Он велел, как всегда, приготовить ванну, к завтраку только яйца, а чай чтобы был в течение всего дня. Но к часу его охватила такая неистовая тоска, что ему захотелось встать. Элизабет, которую он беспрестанно вызывал, по обыкновению всех мнимых больных, приходила встревоженная, огорченная, горящая желанием быть полезной, помочь ему, ухаживать за ним и вылечить его; видя, как он взволнован и расстроен, она предложила, вся раскрасневшись от смущения, что-нибудь почитать ему вслух.
Он спросил:
– Вы хорошо читаете?
– Да, сударь, когда я училась в школе, я всегда получала награды за чтение и прочла мамочке столько романов, что и заглавия все перезабыла.
Он заинтересовался и послал ее в мастерскую взять среди присланных ему книг самую его любимую –
В открытое окно вместе с теплым ветерком, напоенным запахом зелени, врывались пение, рокот и трели соловьев, заливавшихся возле самочек на всех окрестных деревьях в эту пору любви.
Андре глядел на девушку, взволнованную, следившую с блеском в глазах за событиями, которые развертывались на страницах книги.
На его вопросы она отвечала с врожденным пониманием всего, что относится к любви и страсти, придавая своим словам правильный, но немного расплывчатый смысл, вызванный простонародною узостью ее кругозора. Он подумал: «Если бы немного подучить эту девочку, она стала бы совсем смышленой и умницей».
Женское очарование, которое он уже раньше почувствовал в ней, в самом деле благотворно влияло на него в этот жаркий, спокойный день, причудливо сливаясь в его сознании с таинственным и могучим очарованием Манон, которая дает нашим сердцам вкусить величайшую женскую прелесть, когда-либо переданную человеческим искусством.
Убаюканный голосом, увлеченный столь знакомым и всегда новым повествованием, он мечтал о такой же ветреной и пленительной любовнице, как любовница де Гриё[23], неверной и постоянной, человечной и соблазнительной даже в своих постыдных недостатках, созданной для того, чтобы пробудить в мужчине всю его нежность и весь его гнев, страстную ненависть и привязанность, ревность и вожделение.
Ах, если бы та, которую он только что покинул, таила в своей крови хотя бы только любовное и чувственное вероломство этой манящей куртизанки, он, может быть, никогда не уехал бы! Манон изменяла, но любила; она лгала, но отдавалась!
Мариоль нежился весь день, а с наступлением вечера погрузился в какое-то мечтательное забытье, где сливались все эти женщины. Не испытав со вчерашнего дня никакой усталости, проведя день без малейшего движения, он спал чутким сном и проснулся от какого-то странного шума, раздававшегося в доме.

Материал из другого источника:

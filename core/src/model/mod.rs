//! Network construction and checkpoints
//!
//! Every architecture is a stack of residual stages on top of a strided
//! stem. Single-view networks run one trunk; multi-view networks run one
//! trunk per view (CC, MLO) and concatenate the pooled features before the
//! sigmoid output unit.

mod parallel;
mod resnet;

pub use parallel::{make_parallel, DataParallel};
pub use resnet::{
    BlockConfig, MammoResNet, MammoResNetConfig, ResNetTrunk, ResNetTrunkConfig,
};

use crate::config::TrainOptions;
use crate::error::{Result, TrainError};
use burn::config::Config;
use burn::module::Module;
use burn::record::{BinFileRecorder, FullPrecisionSettings};
use burn::tensor::backend::Backend;
use log::info;
use std::fmt;
use std::fs;
use std::path::{Path, PathBuf};

/// Residual block flavor
#[derive(Debug, Clone, Copy, PartialEq, Eq)]
pub enum BlockKind {
    /// Two 3x3 convolutions
    Basic,
    /// 1x1, 3x3, 1x1 convolutions with a 4x wider output
    Bottleneck,
}

/// Selectable network layouts
#[derive(Debug, Clone, Copy, PartialEq, Eq, Hash)]
#[cfg_attr(feature = "json", derive(serde::Serialize))]
#[cfg_attr(feature = "json", serde(rename_all = "lowercase"))]
pub enum Architecture {
    ResNet18,
    ResNet34,
    ResNet50,
    ResNet101,
    ResNet152,
    DmResNet14,
    DmResNet47Rb5,
    DmResNet56Rb6,
    DmResNet65Rb7,
}

impl Architecture {
    pub const ALL: [Architecture; 9] = [
        Architecture::ResNet18,
        Architecture::ResNet34,
        Architecture::ResNet50,
        Architecture::ResNet101,
        Architecture::ResNet152,
        Architecture::DmResNet14,
        Architecture::DmResNet47Rb5,
        Architecture::DmResNet56Rb6,
        Architecture::DmResNet65Rb7,
    ];

    /// Name used on the command line
    pub fn name(&self) -> &'static str {
        match self {
            Architecture::ResNet18 => "resnet18",
            Architecture::ResNet34 => "resnet34",
            Architecture::ResNet50 => "resnet50",
            Architecture::ResNet101 => "resnet101",
            Architecture::ResNet152 => "resnet152",
            Architecture::DmResNet14 => "dmresnet14",
            Architecture::DmResNet47Rb5 => "dmresnet47rb5",
            Architecture::DmResNet56Rb6 => "dmresnet56rb6",
            Architecture::DmResNet65Rb7 => "dmresnet65rb7",
        }
    }

    pub fn from_name(name: &str) -> Result<Self> {
        let lower = name.trim().to_lowercase();
        Self::ALL
            .iter()
            .copied()
            .find(|a| a.name() == lower)
            .ok_or_else(|| {
                TrainError::InvalidOption(format!("unknown network '{}'", name))
            })
    }

    /// Block flavor and number of blocks per stage
    pub fn layout(&self) -> (BlockKind, Vec<usize>) {
        use BlockKind::*;
        match self {
            Architecture::ResNet18 => (Basic, vec![2, 2, 2, 2]),
            Architecture::ResNet34 => (Basic, vec![3, 4, 6, 3]),
            Architecture::ResNet50 => (Bottleneck, vec![3, 4, 6, 3]),
            Architecture::ResNet101 => (Bottleneck, vec![3, 4, 23, 3]),
            Architecture::ResNet152 => (Bottleneck, vec![3, 8, 36, 3]),
            Architecture::DmResNet14 => (Basic, vec![2, 2, 2]),
            Architecture::DmResNet47Rb5 => (Bottleneck, vec![3; 5]),
            Architecture::DmResNet56Rb6 => (Bottleneck, vec![3; 6]),
            Architecture::DmResNet65Rb7 => (Bottleneck, vec![3; 7]),
        }
    }
}

impl fmt::Display for Architecture {
    fn fmt(&self, f: &mut fmt::Formatter<'_>) -> fmt::Result {
        write!(f, "{}", self.name())
    }
}

/// Penalty coefficients added to the loss
#[derive(Debug, Clone, Copy, PartialEq)]
pub struct Regularization {
    /// L2 factor on every convolution kernel
    pub weight_decay: f64,
    /// Elastic net strength on the output layer
    pub alpha: f64,
    /// Share of L1 in the elastic net
    pub l1_ratio: f64,
}

impl Default for Regularization {
    fn default() -> Self {
        Self {
            weight_decay: 0.0001,
            alpha: 1.0,
            l1_ratio: 0.5,
        }
    }
}

/// Builds single-view and multi-view networks from an architecture name
#[derive(Debug, Clone, PartialEq)]
pub struct ResNetBuilder {
    pub arch: Architecture,
    /// 1 for single images, 2 for CC/MLO pairs
    pub nb_views: usize,
    pub nb_init_filter: usize,
    pub init_filter_size: usize,
    pub init_conv_stride: usize,
    pub pool_size: usize,
    pub pool_stride: usize,
    pub inp_dropout: f64,
    pub hidden_dropout: f64,
}

impl ResNetBuilder {
    pub fn new(arch: Architecture) -> Self {
        Self {
            arch,
            nb_views: 1,
            nb_init_filter: 64,
            init_filter_size: 7,
            init_conv_stride: 2,
            pool_size: 3,
            pool_stride: 2,
            inp_dropout: 0.0,
            hidden_dropout: 0.0,
        }
    }

    /// Builder matching the network options of a training run
    pub fn from_options(options: &TrainOptions) -> Self {
        Self {
            arch: options.net,
            nb_views: if options.multi_view { 2 } else { 1 },
            nb_init_filter: options.nb_init_filter,
            init_filter_size: options.init_filter_size,
            init_conv_stride: options.init_conv_stride,
            pool_size: options.pool_size,
            pool_stride: options.pool_stride,
            inp_dropout: options.inp_dropout,
            hidden_dropout: options.hidden_dropout,
        }
    }

    /// Network configuration for the selected architecture
    pub fn config(&self) -> MammoResNetConfig {
        let (kind, repetitions) = self.arch.layout();
        let trunk = ResNetTrunkConfig::new(repetitions)
            .with_bottleneck(kind == BlockKind::Bottleneck)
            .with_nb_init_filter(self.nb_init_filter)
            .with_init_filter_size(self.init_filter_size)
            .with_init_conv_stride(self.init_conv_stride)
            .with_pool_size(self.pool_size)
            .with_pool_stride(self.pool_stride);
        MammoResNetConfig::new(trunk)
            .with_nb_views(self.nb_views)
            .with_inp_dropout(self.inp_dropout)
            .with_hidden_dropout(self.hidden_dropout)
    }

    pub fn build<B: Backend>(&self, device: &B::Device) -> MammoResNet<B> {
        self.config().init(device)
    }
}

fn recorder() -> BinFileRecorder<FullPrecisionSettings> {
    BinFileRecorder::<FullPrecisionSettings>::new()
}

/// Architecture file stored next to the weights
fn config_path(path: &Path) -> PathBuf {
    let mut name = path.as_os_str().to_owned();
    name.push(".json");
    PathBuf::from(name)
}

/// Writes model weights to `path` (the recorder appends `.bin`) and the
/// network config to `path.json`
pub fn save_model<B: Backend>(
    model: &MammoResNet<B>,
    config: &MammoResNetConfig,
    path: &Path,
) -> Result<()> {
    if let Some(parent) = path.parent() {
        if !parent.as_os_str().is_empty() {
            fs::create_dir_all(parent)?;
        }
    }
    config.save(config_path(path))?;
    model.clone().save_file(path.to_path_buf(), &recorder())?;
    Ok(())
}

/// Loads weights saved by [`save_model`] into a freshly built network
///
/// Fails with [`TrainError::CheckpointError`] when the checkpoint was saved
/// from a different architecture or view count than `config`.
pub fn load_model<B: Backend>(
    model: MammoResNet<B>,
    config: &MammoResNetConfig,
    path: &Path,
    device: &B::Device,
) -> Result<MammoResNet<B>> {
    let saved = MammoResNetConfig::load(config_path(path)).map_err(|e| {
        TrainError::CheckpointError(format!(
            "cannot read architecture of {}: {}",
            path.display(),
            e
        ))
    })?;
    if saved.nb_views != config.nb_views || saved.trunk.to_string() != config.trunk.to_string() {
        return Err(TrainError::CheckpointError(format!(
            "{} holds a {}-view network that does not match the selected {}-view network",
            path.display(),
            saved.nb_views,
            config.nb_views
        )));
    }

    let model = model.load_file(path.to_path_buf(), &recorder(), device)?;
    info!("Loaded model weights from {}", path.display());
    Ok(model)
}

#[cfg(test)]
mod tests {
    use super::*;
    use rstest::rstest;

    #[rstest]
    #[case("resnet50", Architecture::ResNet50)]
    #[case("ResNet18", Architecture::ResNet18)]
    #[case("dmresnet65rb7", Architecture::DmResNet65Rb7)]
    fn test_from_name(#[case] name: &str, #[case] expected: Architecture) {
        assert_eq!(Architecture::from_name(name).unwrap(), expected);
    }

    #[test]
    fn test_unknown_name() {
        assert!(matches!(
            Architecture::from_name("vgg16"),
            Err(TrainError::InvalidOption(_))
        ));
    }

    #[test]
    fn test_names_round_trip() {
        for arch in Architecture::ALL {
            assert_eq!(Architecture::from_name(arch.name()).unwrap(), arch);
        }
    }

    #[rstest]
    #[case(Architecture::ResNet18, BlockKind::Basic, 8)]
    #[case(Architecture::ResNet34, BlockKind::Basic, 16)]
    #[case(Architecture::ResNet50, BlockKind::Bottleneck, 16)]
    #[case(Architecture::ResNet101, BlockKind::Bottleneck, 33)]
    #[case(Architecture::ResNet152, BlockKind::Bottleneck, 50)]
    #[case(Architecture::DmResNet14, BlockKind::Basic, 6)]
    #[case(Architecture::DmResNet47Rb5, BlockKind::Bottleneck, 15)]
    #[case(Architecture::DmResNet56Rb6, BlockKind::Bottleneck, 18)]
    #[case(Architecture::DmResNet65Rb7, BlockKind::Bottleneck, 21)]
    fn test_layouts(#[case] arch: Architecture, #[case] kind: BlockKind, #[case] blocks: usize) {
        let (k, reps) = arch.layout();
        assert_eq!(k, kind);
        assert_eq!(reps.iter().sum::<usize>(), blocks);
        // Depth: stem conv + convs per block + output layer
        let convs_per_block = if kind == BlockKind::Basic { 2 } else { 3 };
        let depth = 1 + blocks * convs_per_block + 1;
        let digits: String = arch
            .name()
            .chars()
            .skip_while(|c| !c.is_ascii_digit())
            .take_while(|c| c.is_ascii_digit())
            .collect();
        assert_eq!(depth, digits.parse::<usize>().unwrap());
    }

    #[test]
    fn test_builder_from_options() {
        let mut options = TrainOptions::default();
        options.multi_view = true;
        options.net = Architecture::DmResNet14;
        options.nb_init_filter = 8;
        let builder = ResNetBuilder::from_options(&options);
        assert_eq!(builder.nb_views, 2);
        let config = builder.config();
        assert_eq!(config.nb_views, 2);
        assert_eq!(config.trunk.repetitions, vec![2, 2, 2]);
        assert!(!config.trunk.bottleneck);
        assert_eq!(config.trunk.nb_init_filter, 8);
    }

    fn tiny(arch: Architecture, nb_views: usize) -> MammoResNetConfig {
        ResNetBuilder {
            nb_views,
            nb_init_filter: 2,
            init_filter_size: 3,
            ..ResNetBuilder::new(arch)
        }
        .config()
    }

    #[test]
    fn test_resume_restores_outputs() {
        type TestBackend = burn::backend::NdArray<f32>;
        let device = Default::default();
        let dir = tempfile::TempDir::new().unwrap();
        let path = dir.path().join("state").join("best");
        let config = tiny(Architecture::DmResNet14, 1);
        let x = || burn::tensor::Tensor::<TestBackend, 4>::ones([2, 1, 16, 16], &device);

        let trained = config.init::<TestBackend>(&device);
        save_model(&trained, &config, &path).unwrap();
        assert!(path.with_extension("bin").exists());
        assert!(dir.path().join("state").join("best.json").exists());

        let resumed = load_model(config.init::<TestBackend>(&device), &config, &path, &device).unwrap();
        let before: Vec<f32> = trained.forward(vec![x()]).into_data().to_vec().unwrap();
        let after: Vec<f32> = resumed.forward(vec![x()]).into_data().to_vec().unwrap();
        assert_eq!(before, after);
    }

    #[rstest]
    #[case(Architecture::DmResNet14, 2)]
    #[case(Architecture::ResNet18, 1)]
    fn test_resume_rejects_other_network(#[case] arch: Architecture, #[case] nb_views: usize) {
        type TestBackend = burn::backend::NdArray<f32>;
        let device = Default::default();
        let dir = tempfile::TempDir::new().unwrap();
        let path = dir.path().join("best");
        let saved = tiny(Architecture::DmResNet14, 1);
        save_model(&saved.init::<TestBackend>(&device), &saved, &path).unwrap();

        let other = tiny(arch, nb_views);
        let result = load_model(other.init::<TestBackend>(&device), &other, &path, &device);
        assert!(matches!(result, Err(TrainError::CheckpointError(_))));
    }

    #[test]
    fn test_resume_without_checkpoint_fails() {
        type TestBackend = burn::backend::NdArray<f32>;
        let device = Default::default();
        let dir = tempfile::TempDir::new().unwrap();
        let config = tiny(Architecture::DmResNet14, 1);
        let result = load_model(
            config.init::<TestBackend>(&device),
            &config,
            &dir.path().join("absent"),
            &device,
        );
        assert!(matches!(result, Err(TrainError::CheckpointError(_))));
    }
}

Уже раза два в ночные часы ему слышались чьи-то шаги и едва уловимое движение в нижнем этаже, – не прямо под ним, а в комнатках, прилегавших к кухне: бельевой и ванной. Он не обращал на это внимания.
Но в этот вечер, устав лежать и чувствуя, что скоро ему не уснуть, он стал прислушиваться и различил странные шорохи и что-то похожее на всплески воды. Тогда он решил пойти посмотреть; зажег свечу и взглянул на часы: не было еще и десяти. Он оделся, положил в карман револьвер и, крадучись, с бесконечными предосторожностями, спустился вниз.
Войдя в кухню, он с изумлением увидел, что топится плита. Больше ничего не было слышно, но потом ему почудилось движение в ванной, крошечной комнатке, выбеленной известью, где ничего, кроме ванны, не было.
Он подошел, бесшумно повернул ручку и, резко распахнув дверь, увидел распростертое в воде женское тело с раскинутыми руками, с кончиками грудей, выступавшими из воды; прекраснейшее женское тело, какое ему когда-либо случалось видеть.
Она вскрикнула в ужасе: ей некуда было скрыться.
Он уже стоял на коленях у края ванны, пожирая ее пылающими глазами и протянув к ней губы.
Она поняла и, внезапно вскинув руки, с которых струилась вода, обвила ими шею своего хозяина.
III
На следующий день, когда, подавая ему чай, она появилась перед ним и глаза их встретились, она задрожала так сильно, что чашка и сахарница несколько раз подряд стукнулись друг о друга.
Мариоль подошел к ней, взял у нее из рук поднос, поставил на стол и, видя, что она потупилась, сказал ей:
– Взгляни на меня, крошка.
Она подняла на него глаза, полные слез.
Он продолжал:
– Я не хочу, чтобы ты плакала.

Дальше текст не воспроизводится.